MATERIAL FOR THIS EXERCISE:
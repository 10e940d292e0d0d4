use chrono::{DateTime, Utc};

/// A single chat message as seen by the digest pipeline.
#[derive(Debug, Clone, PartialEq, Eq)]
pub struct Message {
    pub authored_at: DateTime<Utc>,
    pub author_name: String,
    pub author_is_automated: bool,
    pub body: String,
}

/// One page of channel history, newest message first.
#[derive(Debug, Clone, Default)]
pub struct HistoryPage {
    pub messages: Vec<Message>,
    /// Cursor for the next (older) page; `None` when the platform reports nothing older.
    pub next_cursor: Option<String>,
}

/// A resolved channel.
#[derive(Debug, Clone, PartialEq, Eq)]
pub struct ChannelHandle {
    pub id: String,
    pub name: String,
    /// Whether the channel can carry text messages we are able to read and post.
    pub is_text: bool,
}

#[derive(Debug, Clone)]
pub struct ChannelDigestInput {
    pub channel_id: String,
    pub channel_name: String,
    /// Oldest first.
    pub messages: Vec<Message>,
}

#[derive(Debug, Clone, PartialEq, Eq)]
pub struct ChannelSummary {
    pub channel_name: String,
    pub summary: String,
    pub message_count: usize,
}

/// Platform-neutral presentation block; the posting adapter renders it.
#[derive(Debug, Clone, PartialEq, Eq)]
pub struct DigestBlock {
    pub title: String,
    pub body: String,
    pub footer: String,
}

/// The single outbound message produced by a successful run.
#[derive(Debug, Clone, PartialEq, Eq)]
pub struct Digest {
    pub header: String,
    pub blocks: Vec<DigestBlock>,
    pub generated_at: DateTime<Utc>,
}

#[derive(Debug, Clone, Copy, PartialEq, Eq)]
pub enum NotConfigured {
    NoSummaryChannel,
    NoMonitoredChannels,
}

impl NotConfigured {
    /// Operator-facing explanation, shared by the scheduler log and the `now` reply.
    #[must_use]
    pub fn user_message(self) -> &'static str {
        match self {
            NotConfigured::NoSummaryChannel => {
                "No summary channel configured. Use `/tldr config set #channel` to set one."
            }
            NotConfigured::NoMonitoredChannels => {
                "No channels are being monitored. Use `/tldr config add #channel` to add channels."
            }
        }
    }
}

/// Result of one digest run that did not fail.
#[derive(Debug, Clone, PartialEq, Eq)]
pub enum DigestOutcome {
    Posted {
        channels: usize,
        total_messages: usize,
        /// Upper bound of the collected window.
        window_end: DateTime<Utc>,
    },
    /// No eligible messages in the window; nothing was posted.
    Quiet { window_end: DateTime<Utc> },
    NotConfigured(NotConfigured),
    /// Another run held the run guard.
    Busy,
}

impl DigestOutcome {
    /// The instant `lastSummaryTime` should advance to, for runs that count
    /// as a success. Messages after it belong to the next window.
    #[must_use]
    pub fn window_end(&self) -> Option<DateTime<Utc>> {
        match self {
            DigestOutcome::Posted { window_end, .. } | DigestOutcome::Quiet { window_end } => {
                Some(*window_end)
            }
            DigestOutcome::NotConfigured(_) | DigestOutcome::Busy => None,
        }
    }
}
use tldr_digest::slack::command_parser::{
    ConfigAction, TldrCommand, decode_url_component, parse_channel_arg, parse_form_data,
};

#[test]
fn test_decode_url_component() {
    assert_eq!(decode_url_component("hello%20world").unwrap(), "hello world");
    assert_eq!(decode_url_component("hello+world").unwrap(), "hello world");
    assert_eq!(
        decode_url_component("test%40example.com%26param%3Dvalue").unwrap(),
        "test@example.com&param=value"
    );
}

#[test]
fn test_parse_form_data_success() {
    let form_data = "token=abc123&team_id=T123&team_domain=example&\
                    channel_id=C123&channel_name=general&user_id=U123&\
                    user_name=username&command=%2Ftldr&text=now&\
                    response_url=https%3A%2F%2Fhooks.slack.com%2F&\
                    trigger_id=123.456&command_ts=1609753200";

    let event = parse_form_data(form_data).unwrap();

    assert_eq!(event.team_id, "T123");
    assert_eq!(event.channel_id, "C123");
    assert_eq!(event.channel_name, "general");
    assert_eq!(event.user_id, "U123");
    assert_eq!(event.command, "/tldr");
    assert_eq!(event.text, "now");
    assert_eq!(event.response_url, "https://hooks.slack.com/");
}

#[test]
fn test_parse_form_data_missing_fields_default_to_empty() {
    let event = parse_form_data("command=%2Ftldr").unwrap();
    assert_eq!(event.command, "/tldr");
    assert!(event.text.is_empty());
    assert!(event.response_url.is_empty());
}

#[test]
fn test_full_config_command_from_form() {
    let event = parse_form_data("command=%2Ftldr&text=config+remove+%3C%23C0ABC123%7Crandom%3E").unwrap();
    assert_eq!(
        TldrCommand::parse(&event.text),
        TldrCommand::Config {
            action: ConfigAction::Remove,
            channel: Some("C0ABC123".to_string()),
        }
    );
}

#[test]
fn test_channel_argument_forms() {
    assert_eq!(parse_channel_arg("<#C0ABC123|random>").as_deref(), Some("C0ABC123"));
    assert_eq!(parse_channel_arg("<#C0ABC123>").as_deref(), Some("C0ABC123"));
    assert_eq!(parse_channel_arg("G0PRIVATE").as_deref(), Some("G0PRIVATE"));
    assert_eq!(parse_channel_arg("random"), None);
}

TASK REQUIREMENTS: Please write out each line of the listing above exactly.

RESULT OF THE EXERCISE:
repository 10e940d292e0d0d4
use chrono::{DateTime, Utc};

/// A single chat message as seen by the digest pipeline.
#[derive(Debug, Clone, PartialEq, Eq)]
pub struct Message {
    pub authored_at: DateTime<Utc>,
    pub author_name: String,
    pub author_is_automated: bool,
    pub body: String,
}

/// One page of channel history, newest message first.
#[derive(Debug, Clone, Default)]
pub struct HistoryPage {
    pub messages: Vec<Message>,
    /// Cursor for the next (older) page; `None` when the platform reports nothing older.
    pub next_cursor: Option<String>,
}

/// A resolved channel.
#[derive(Debug, Clone, PartialEq, Eq)]
pub struct ChannelHandle {
    pub id: String,
    pub name: String,
    /// Whether the channel can carry text messages we are able to read and post.
    pub is_text: bool,
}

#[derive(Debug, Clone)]
pub struct ChannelDigestInput {
    pub channel_id: String,
    pub channel_name: String,
    /// Oldest first.
    pub messages: Vec<Message>,
}

#[derive(Debug, Clone, PartialEq, Eq)]
pub struct ChannelSummary {
    pub channel_name: String,
    pub summary: String,
    pub message_count: usize,
}

/// Platform-neutral presentation block; the posting adapter renders it.
#[derive(Debug, Clone, PartialEq, Eq)]
pub struct DigestBlock {
    pub title: String,
    pub body: String,
    pub footer: String,
}

/// The single outbound message produced by a successful run.
#[derive(Debug, Clone, PartialEq, Eq)]
pub struct Digest {
    pub header: String,
    pub blocks: Vec<DigestBlock>,
    pub generated_at: DateTime<Utc>,
}

#[derive(Debug, Clone, Copy, PartialEq, Eq)]
pub enum NotConfigured {
    NoSummaryChannel,
    NoMonitoredChannels,
}

impl NotConfigured {
    /// Operator-facing explanation, shared by the scheduler log and the `now` reply.
    #[must_use]
    pub fn user_message(self) -> &'static str {
        match self {
            NotConfigured::NoSummaryChannel => {
                "No summary channel configured. Use `/tldr config set #channel` to set one."
            }
            NotConfigured::NoMonitoredChannels => {
                "No channels are being monitored. Use `/tldr config add #channel` to add channels."
            }
        }
    }
}

/// Result of one digest run that did not fail.
#[derive(Debug, Clone, PartialEq, Eq)]
pub enum DigestOutcome {
    Posted {
        channels: usize,
        total_messages: usize,
        /// Upper bound of the collected window.
        window_end: DateTime<Utc>,
    },
    /// No eligible messages in the window; nothing was posted.
    Quiet { window_end: DateTime<Utc> },
    NotConfigured(NotConfigured),
    /// Another run held the run guard.
    Busy,
}

impl DigestOutcome {
    /// The instant `lastSummaryTime` should advance to, for runs that count
    /// as a success. Messages after it belong to the next window.
    #[must_use]
    pub fn window_end(&self) -> Option<DateTime<Utc>> {
        match self {
            DigestOutcome::Posted { window_end, .. } | DigestOutcome::Quiet { window_end } => {
                Some(*window_end)
            }
            DigestOutcome::NotConfigured(_) | DigestOutcome::Busy => None,
        }
    }
}
use tldr_digest::slack::command_parser::{
    ConfigAction, TldrCommand, decode_url_component, parse_channel_arg, parse_form_data,
};

#[test]
fn test_decode_url_component() {
    assert_eq!(decode_url_component("hello%20world").unwrap(), "hello world");
    assert_eq!(decode_url_component("hello+world").unwrap(), "hello world");
    assert_eq!(
        decode_url_component("test%40example.com%26param%3Dvalue").unwrap(),
        "test@example.com&param=value"
    );
}

#[test]
fn test_parse_form_data_success() {
    let form_data = "token=abc123&team_id=T123&team_domain=example&\
                    channel_id=C123&channel_name=general&user_id=U123&\
                    user_name=username&command=%2Ftldr&text=now&\
                    response_url=https%3A%2F%2Fhooks.slack.com%2F&\
                    trigger_id=123.456&command_ts=1609753200";

    let event = parse_form_data(form_data).unwrap();

    assert_eq!(event.team_id, "T123");
    assert_eq!(event.channel_id, "C123");
    assert_eq!(event.channel_name, "general");
    assert_eq!(event.user_id, "U123");
    assert_eq!(event.command, "/tldr");
    assert_eq!(event.text, "now");
    assert_eq!(event.response_url, "https://hooks.slack.com/");
}

#[test]
fn test_parse_form_data_missing_fields_default_to_empty() {
    let event = parse_form_data("command=%2Ftldr").unwrap();
    assert_eq!(event.command, "/tldr");
    assert!(event.text.is_empty());
    assert!(event.response_url.is_empty());
}

#[test]
fn test_full_config_command_from_form() {
    let event = parse_form_data("command=%2Ftldr&text=config+remove+%3C%23C0ABC123%7Crandom%3E").unwrap();
    assert_eq!(
        TldrCommand::parse(&event.text),
        TldrCommand::Config {
            action: ConfigAction::Remove,
            channel: Some("C0ABC123".to_string()),
        }
    );
}

#[test]
fn test_channel_argument_forms() {
    assert_eq!(parse_channel_arg("<#C0ABC123|random>").as_deref(), Some("C0ABC123"));
    assert_eq!(parse_channel_arg("<#C0ABC123>").as_deref(), Some("C0ABC123"));
    assert_eq!(parse_channel_arg("G0PRIVATE").as_deref(), Some("G0PRIVATE"));
    assert_eq!(parse_channel_arg("random"), None);
}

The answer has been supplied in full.